En droit, il existe toutefois la notion de responsabilité civile qui fait que parfois, un accident n’est justement pas un simple « accident » qui peut raisonnablement survenir dans le cadre de la pratique de l’activité sportive. Il arrive que l’événement, ainsi que les blessures qui en découlent, soient plutôt le résultat de la faute d’une tierce personne. Dans ces situations, un juge pourra forcer cette personne à dédommager la victime (et parfois également la famille de la victime) pour le préjudice subi.


C’est justement ce qui est arrivé dans l’affaire Zaccardo c. Chartis Insurance Company of Canada (1) . Les faits à l’origine de cette récente décision remontent au 3 octobre 2010. Andrew Zaccardo a alors 16 ans. Il dispute une partie de hockey avec son équipe, les Patriotes de Laval, quand Ludovic Gauvreau-Beaupré, un joueur du Royal de Montréal, s’approche de lui par-derrière et le projette contre la bande. Zaccardo s’effondre. Ce geste de son adversaire le laisse tétraplégique.


Zaccardo et sa famille décident de poursuivre Gauvreau-Beaupré, Hockey Canada, Hockey Québec et Chartis Insurance Company of Canada, l’assureur responsabilité civile de ces derniers. Toutefois, peu avant le procès, les demandeurs se désistent de leur action à l’endroit de la fédération québécoise et de la fédération canadienne.


Le juge Daniel W. Payette analyse les faits et le droit et conclut que le geste posé était délibéré, bien qu’il n’était pas prémédité ou intentionnel. Il ne fait aucun doute que le jeune Gauvreau-Beaupré connaissait les règles de Hockey Québec et de Hockey Canada et était au courant de la prohibition absolue de mettre un adversaire en échec par-derrière. Il savait en outre que ce type de contact est extrêmement dangereux et peut causer de graves blessures. Lors de la partie, il aurait eu suffisamment de temps et d’espace pour arrêter, changer de direction ou amortir l’impact. Il a au contraire sauté pour accentuer sa mise en échec sur Zaccardo.

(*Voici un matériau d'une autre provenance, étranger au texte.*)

//! Numeric <-> text conversions.
//!
//! Text -> number is strict: the whole input must be a literal (no
//! surrounding whitespace, no trailing garbage). Failures come back in a
//! [`ConversionResult`] whose value is the zero of the target kind.

use crate::error::{ConversionError, ConversionFailure};
use crate::format::format_value;
use crate::value::{Kind, Value};

use super::width::{FloatPrecision, IntWidth};

// ---------------------------------------------------------------------------
// Result type
// ---------------------------------------------------------------------------

/// A converted value paired with its failure, if any.
///
/// On failure `value` is the zero value and must not be used.
#[derive(Debug, Clone, PartialEq)]
pub struct ConversionResult<T> {
    pub value: T,
    pub error: Option<ConversionError>,
}

impl<T: Default> ConversionResult<T> {
    fn ok(value: T) -> Self {
        Self { value, error: None }
    }

    fn fail(error: ConversionError) -> Self {
        Self {
            value: T::default(),
            error: Some(error),
        }
    }
}

impl<T> ConversionResult<T> {
    #[must_use]
    pub fn is_ok(&self) -> bool {
        self.error.is_none()
    }

    pub fn into_result(self) -> Result<T, ConversionError> {
        match self.error {
            None => Ok(self.value),
            Some(err) => Err(err),
        }
    }
}

impl<T> From<ConversionResult<T>> for Result<T, ConversionError> {
    fn from(res: ConversionResult<T>) -> Self {
        res.into_result()
    }
}

// ---------------------------------------------------------------------------
// Number -> text
// ---------------------------------------------------------------------------

/// Canonical decimal text of a numeric value.
///
/// Integers: minimal base-10 digits with an optional leading `-`.
/// Floats: the shortest text that round-trips at the value's precision.
/// Strings and bools render as with `%v`.
#[must_use]
pub fn number_to_text(value: &Value) -> String {
    match value.integer_bits() {
        Some(bits) => bits.to_string(),
        None => format_value(value),
    }
}

// ---------------------------------------------------------------------------
// Text -> integer
// ---------------------------------------------------------------------------

/// Parse `text` as a base-10 64-bit signed integer.
pub fn text_to_integer(text: &str) -> ConversionResult<i64> {
    parse_signed("text_to_integer", text, IntWidth::W64)
}

/// Parse `text` as a base-10 signed integer bounded to `width` bits.
pub fn text_to_int(text: &str, width: IntWidth) -> ConversionResult<i64> {
    parse_signed("text_to_int", text, width)
}

/// Parse `text` as a base-10 unsigned integer bounded to `width` bits.
///
/// A leading `+` is accepted; a leading `-` is a syntax error.
pub fn text_to_uint(text: &str, width: IntWidth) -> ConversionResult<u64> {
    const OP: &str = "text_to_uint";
    let max = u64::MAX >> (64 - width.bits());
    match scan_decimal(text.as_bytes(), max) {
        Ok((false, magnitude)) => ConversionResult::ok(magnitude),
        Ok((true, _)) => ConversionResult::fail(ConversionError::syntax(OP, text)),
        Err(ConversionFailure::Range) => ConversionResult::fail(ConversionError::range(OP, text)),
        Err(ConversionFailure::Syntax) => ConversionResult::fail(ConversionError::syntax(OP, text)),
    }
}

fn parse_signed(op: &'static str, text: &str, width: IntWidth) -> ConversionResult<i64> {
    let bits = width.bits();
    let bytes = text.as_bytes();
    let negative = bytes.first() == Some(&b'-');
    // |MIN| is one more than MAX.
    let abs_max = if negative { 1u64 << (bits - 1) } else { (1u64 << (bits - 1)) - 1 };

    match scan_decimal(bytes, abs_max) {
        Ok((neg, magnitude)) => {
            let value = if neg {
                (magnitude as i64).wrapping_neg()
            } else {
                magnitude as i64
            };
            ConversionResult::ok(value)
        }
        Err(ConversionFailure::Range) => ConversionResult::fail(ConversionError::range(op, text)),
        Err(ConversionFailure::Syntax) => ConversionResult::fail(ConversionError::syntax(op, text)),
    }
}

/// Scan `[+-]digits` covering all of `s`.
///
/// Returns `(negative, magnitude)`. Overflow past `abs_max` is reported as
/// `Range` only once the whole input is known to be well-formed.
fn scan_decimal(s: &[u8], abs_max: u64) -> Result<(bool, u64), ConversionFailure> {
    let len = s.len();
    let mut i = 0;

    let mut negative = false;
    if i < len && (s[i] == b'-' || s[i] == b'+') {
        negative = s[i] == b'-';
        i += 1;
    }
    if i == len {
        return Err(ConversionFailure::Syntax);
    }

    let cutoff = abs_max / 10;
    let cutlim = abs_max % 10;

    let mut acc: u64 = 0;
    let mut overflow = false;

    while i < len {
        let c = s[i];
        if !c.is_ascii_digit() {
            return Err(ConversionFailure::Syntax);
        }
        let digit = u64::from(c - b'0');
        if !overflow {
            if acc > cutoff || (acc == cutoff && digit > cutlim) {
                overflow = true;
            } else {
                acc = acc * 10 + digit;
            }
        }
        i += 1;
    }

    if overflow {
        return Err(ConversionFailure::Range);
    }
    Ok((negative, acc))
}

// ---------------------------------------------------------------------------
// Text -> float
// ---------------------------------------------------------------------------

/// Parse `text` as a floating-point literal at `precision`.
///
/// Accepts `[+-]digits[.digits][e[+-]digits]` and, case-insensitively,
/// `inf`, `infinity`, and `nan`. A finite literal too large for the target
/// precision is a range error. Single-precision results are rounded to the
/// nearest `f32` and returned widened.
pub fn text_to_float(text: &str, precision: FloatPrecision) -> ConversionResult<f64> {
    const OP: &str = "text_to_float";
    let parsed = match precision {
        FloatPrecision::Single => text.parse::<f32>().map(f64::from),
        FloatPrecision::Double => text.parse::<f64>(),
    };
    match parsed {
        Ok(value) if value.is_infinite() && !names_infinity(text) => {
            ConversionResult::fail(ConversionError::range(OP, text))
        }
        Ok(value) => ConversionResult::ok(value),
        Err(_) => ConversionResult::fail(ConversionError::syntax(OP, text)),
    }
}

fn names_infinity(text: &str) -> bool {
    let unsigned = text.trim_start_matches(['+', '-']);
    unsigned.eq_ignore_ascii_case("inf") || unsigned.eq_ignore_ascii_case("infinity")
}

// ---------------------------------------------------------------------------
// Text -> any kind
// ---------------------------------------------------------------------------

/// Parse `text` as a boolean: `1 t T TRUE true True` / `0 f F FALSE false False`.
pub fn text_to_bool(text: &str) -> ConversionResult<bool> {
    match text {
        "1" | "t" | "T" | "TRUE" | "true" | "True" => ConversionResult::ok(true),
        "0" | "f" | "F" | "FALSE" | "false" | "False" => ConversionResult::ok(false),
        _ => ConversionResult::fail(ConversionError::syntax("text_to_bool", text)),
    }
}

/// Convert `text` into a value of `kind`.
///
/// Integer kinds are range-checked at their width; strings are taken
/// verbatim.
pub fn text_to_value(text: &str, kind: Kind) -> Result<Value, ConversionError> {
    let int = |width| text_to_int(text, width).into_result();
    let uint = |width| text_to_uint(text, width).into_result();
    Ok(match kind {
        Kind::Int => Value::Int(int(IntWidth::W64)?),
        Kind::Int8 => Value::Int8(int(IntWidth::W8)? as i8),
        Kind::Int16 => Value::Int16(int(IntWidth::W16)? as i16),
        Kind::Int32 => Value::Int32(int(IntWidth::W32)? as i32),
        Kind::Int64 => Value::Int64(int(IntWidth::W64)?),
        Kind::Uint => Value::Uint(uint(IntWidth::W64)?),
        Kind::Uint8 => Value::Uint8(uint(IntWidth::W8)? as u8),
        Kind::Uint16 => Value::Uint16(uint(IntWidth::W16)? as u16),
        Kind::Uint32 => Value::Uint32(uint(IntWidth::W32)? as u32),
        Kind::Uint64 => Value::Uint64(uint(IntWidth::W64)?),
        Kind::Float32 => {
            Value::Float32(text_to_float(text, FloatPrecision::Single).into_result()? as f32)
        }
        Kind::Float64 => Value::Float64(text_to_float(text, FloatPrecision::Double).into_result()?),
        Kind::String => Value::String(text.to_string()),
        Kind::Bool => Value::Bool(text_to_bool(text).into_result()?),
    })
}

Le juge indique qu’une infraction aux règles et règlements régissant le sport concerné ne constitue pas forcément une faute civile de nature à engager la responsabilité, bien que le tribunal en tiendra compte. Afin de conclure qu’il y a eu une faute, il faut comparer la conduite de l’individu avec celle d’un sportif raisonnablement prudent et diligent qui aurait été placé dans les mêmes circonstances. Or, selon la preuve présentée au procès, Gauvreau-Beaupré n’a pas agi comme l’aurait fait un joueur prudent et diligent placé dans le même contexte. Gauvreau-Beaupré était parfaitement au courant de l’interdiction d’effectuer une mise en échec par-derrière, une règle claire et élémentaire de prudence qui était bien diffusée par les organismes de régie et qui lui avait été communiquée de diverses façons. Il l’a pourtant transgressée. Il a donc commis une faute et est responsable du dommage subi par Zaccardo.


Le juge condamne Gauvreau-Beaupré et sa compagnie d’assurance à verser 6 600 000$ à Andrew Zaccardo, 1 000 000$ à sa mère, 350 000$ à son père et 50 000$ à son frère. Le jugement ne détaille pas comment s’est effectué le calcul de ces sommes, car les parties s’étaient entendues hors cour sur les montants en question.


Pour conclure, dans le contexte de cette récente décision, nous souhaitons rappeler aux organismes œuvrant en sport amateur l’importance d’avoir des règles claires en matière de sécurité, et l’importance que ces règles soient connues de la part de tous les joueurs, entraîneurs, arbitres et même parents. Divers moyens peuvent être employés pour renforcer le message: publication et transmission des documents contenant les règles et règlements de l’organisme, vidéos éducatives, rappel verbal de la part des entraîneurs, application concrète des règles en imposant des punitions en cas de contravention, etc.


Nous recommandons également aux organismes d’avoir des formulaires d’inscription dans lesquels les participants et leurs parents admettent avoir pris connaissance des règles et règlements afférents à la pratique de l’activité, et qu’ils s’engagent à les respecter. Bref, tous les moyens sont bons pour faire comprendre aux divers intervenants impliqués que la sécurité doit demeurer une priorité.


(1)  2016 QCCS 398.  Il convient de souligner que la défense a toutefois décidé d’interjeter appel dans ce dossier.